Tumor necrosis factor is a multifunctional pro-inflammatory cytokine with a role in modulation of acute inflammation and host innate immunity. Its association towards disease progression has well been observed in several acute and chronic infections and autoimmune diseases. The reactivation of latent tuberculosis following treatment with anti-TNF antibody (Infliximab) has been reported [11], indicating TNF as a key cytokine towards the development of resistance to the tubercle bacilli and other intracellular pathogens. Even an excess production of TNF often proved to be detrimental in cerebral malaria, erythema nodosum leprosum and leishmaniasis [12–17].

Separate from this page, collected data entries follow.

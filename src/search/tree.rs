use std::collections::HashMap;

use crate::board::{Board, MoveStatus, Player};

/// Index of a node inside a [`GameTree`] arena.
#[derive(Debug, Clone, Copy, PartialEq, Eq, Hash)]
pub struct NodeId(usize);

/// A single position in the search tree.
///
/// `player` is the side that just moved to reach this position; the root
/// carries the opponent of the side the tree is evaluated for, so that root
/// children are that side's moves. `score` and `total` aggregate the subtree
/// as a running numerator and denominator - the ranking key is their ratio.
#[derive(Debug, Clone)]
pub struct TreeNode {
    pub(crate) mv: Option<usize>,
    pub(crate) player: Player,
    pub(crate) state: Option<Board>,
    pub(crate) status: Option<MoveStatus>,
    pub(crate) score: i64,
    pub(crate) total: i64,
    pub(crate) winner: bool,
    pub(crate) loser: bool,
    parent: Option<NodeId>,
    children: Vec<NodeId>,
    child_by_move: HashMap<usize, NodeId>,
}

impl TreeNode {
    /// Creates a root node. `player` is the side that is *not* on turn.
    pub fn root(player: Player, state: Option<Board>) -> Self {
        TreeNode {
            mv: None,
            player,
            state,
            status: None,
            score: 0,
            total: 0,
            winner: false,
            loser: false,
            parent: None,
            children: Vec::new(),
            child_by_move: HashMap::new(),
        }
    }

    /// Creates a non-root node reached by playing `mv`.
    pub fn new(mv: usize, player: Player, status: MoveStatus, state: Option<Board>) -> Self {
        TreeNode {
            mv: Some(mv),
            status: Some(status),
            ..TreeNode::root(player, state)
        }
    }

    // GETTERS

    /// Column played to arrive at this node, `None` at the root.
    pub fn mv(&self) -> Option<usize> {
        self.mv
    }

    /// Side that just moved to reach this node.
    pub fn player(&self) -> Player {
        self.player
    }

    /// Status of the move that created this node.
    pub fn status(&self) -> Option<MoveStatus> {
        self.status
    }

    /// Board state after the move, where it is kept.
    pub fn state(&self) -> Option<&Board> {
        self.state.as_ref()
    }

    pub fn score(&self) -> i64 {
        self.score
    }

    pub fn total(&self) -> i64 {
        self.total
    }

    /// True when this subtree is a forced win for the evaluated side.
    pub fn winner(&self) -> bool {
        self.winner
    }

    /// True when this subtree is a forced loss for the evaluated side.
    pub fn loser(&self) -> bool {
        self.loser
    }
}

/// Arena-backed game tree.
///
/// Nodes refer to each other through integer ids; every node keeps its
/// children both in insertion order and keyed by the move that leads to them,
/// so positions can be addressed by their move path from the root.
#[derive(Debug, Clone)]
pub struct GameTree {
    nodes: Vec<TreeNode>,
}

impl GameTree {
    /// Creates a tree holding only `root`.
    pub fn new(root: TreeNode) -> Self {
        GameTree { nodes: vec![root] }
    }

    /// Id of the root node.
    pub fn root(&self) -> NodeId {
        NodeId(0)
    }

    /// Immutable access to a node.
    pub fn node(&self, id: NodeId) -> &TreeNode {
        &self.nodes[id.0]
    }

    /// Mutable access to a node.
    pub(crate) fn node_mut(&mut self, id: NodeId) -> &mut TreeNode {
        &mut self.nodes[id.0]
    }

    /// Number of nodes in the tree.
    pub fn len(&self) -> usize {
        self.nodes.len()
    }

    pub fn is_empty(&self) -> bool {
        self.nodes.is_empty()
    }

    /// Ordered children of a node.
    pub fn children(&self, id: NodeId) -> &[NodeId] {
        &self.nodes[id.0].children
    }

    /// Parent of a node, `None` at the root.
    pub fn parent(&self, id: NodeId) -> Option<NodeId> {
        self.nodes[id.0].parent
    }

    /// Appends `node` under `parent` and indexes it by its move.
    ///
    /// # Returns
    /// The id of the inserted node.
    ///
    /// # Panics
    /// If `node` carries no move - only the root may omit one.
    pub fn add(&mut self, parent: NodeId, mut node: TreeNode) -> NodeId {
        let mv = node.mv.expect("non-root nodes carry the move that led to them");
        let id = NodeId(self.nodes.len());
        node.parent = Some(parent);
        self.nodes.push(node);
        let entry = &mut self.nodes[parent.0];
        entry.children.push(id);
        entry.child_by_move.insert(mv, id);
        id
    }

    /// Follows a move path hop by hop from `from`.
    ///
    /// # Returns
    /// The node at the end of the path, or `None` if any hop is missing.
    pub fn get_move(&self, from: NodeId, moves: &[usize]) -> Option<NodeId> {
        let mut current = from;
        for mv in moves {
            current = *self.nodes[current.0].child_by_move.get(mv)?;
        }
        Some(current)
    }

    /// Move sequence from the root to `id`; the root's own move is excluded.
    pub fn chain(&self, id: NodeId) -> Vec<usize> {
        let mut result = Vec::new();
        let mut current = id;
        while let Some(parent) = self.nodes[current.0].parent {
            result.push(
                self.nodes[current.0]
                    .mv
                    .expect("non-root nodes carry a move"),
            );
            current = parent;
        }
        result.reverse();
        result
    }

    /// Indented dump of the whole tree, one node per line.
    pub fn render(&self) -> String {
        self.render_from(self.root(), 0)
    }

    fn render_from(&self, id: NodeId, depth: usize) -> String {
        let node = &self.nodes[id.0];
        let mut result = format!(
            "{}Node score {} total {} move {:?} winner {} loser {} player {} chain {:?}\n",
            "\t".repeat(depth),
            node.score,
            node.total,
            node.mv,
            node.winner,
            node.loser,
            node.player,
            self.chain(id),
        );
        for &child in &node.children {
            result += &self.render_from(child, depth + 1);
        }
        result
    }
}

The variations in the capacity to produce cytokines in different individuals have been attributed to the existence of polymorphisms within the regulatory regions or signal sequences of the cytokine genes. The present study aimed to associate the role of TNF-α promoter regions at positions -238, -308, -857 and -863 with disease progression and outcome in patients with Japanese encephalitis. The single nucleotide polymorphisms (SNPs) have been targeted because of their putative role on the promoter activity which might influence the TNF-α production and immunologic homeostasis.
Methods
All the subjects (n: 142) included in the study were enrolled during the post monsoon period (August-December 2007-2009) i.e. JEV transmission season with informed consent. Of the total, 66 were JE patients [IgM (n: 56)/RT-PCR (n: 10) positive] with encephalitic features collected from inpatients departments of PGIMER, Chandigarh, 16 were JE IgM positive cases who presented with acute febrile illness and the rest (n: 60) were apparently healthy subjects previously exposed to JEV infection (confirmed by detection of JEV specific IgG antibody) collected from the rural areas endemic to Japanese encephalitis belonging to the neighboring rice growing states of Chandigarh. A clinical-case definition of JE was followed as per National Vector Borne Disease Control Programme, Govt. of India. Febrile illness of variable severity associated with neurological symptoms ranging from headache to meningitis or encephalitis were labeled as Acute Encephalitic Syndrome (AES). Symptoms can include headache, fever, meningeal sign, disorientation, coma, tremor, generalized paralysis, hypertonia and loss of coordination. Patients with suspected AES showing JE specific IgM antibody in the cerebro-spinal fluid (CSF) only/in paired samples of CSF and blood or JEV RNA in CSF [9, 18] are labeled as confirmed JE cases whereas those with only JE IgM positivity in serum are considered as probable JE cases [19]. The possibility of cross-reactive antibodies to dengue virus was taken into account and all the samples (fever, encephalitis) were also screened for dengue specific IgM antibodies (Dengue specific IgM Ab ELISA; NIV, Pune, India) and were found to be nonreactive. From each subject, approximately 3 ml of blood was collected aseptically by trained health personnel for genomic DNA extraction (1 ml anti-coagulated blood) and viral serology (2 ml blood in sterile plain vial). The details of serology and viral genome detection procedures were described previously [9].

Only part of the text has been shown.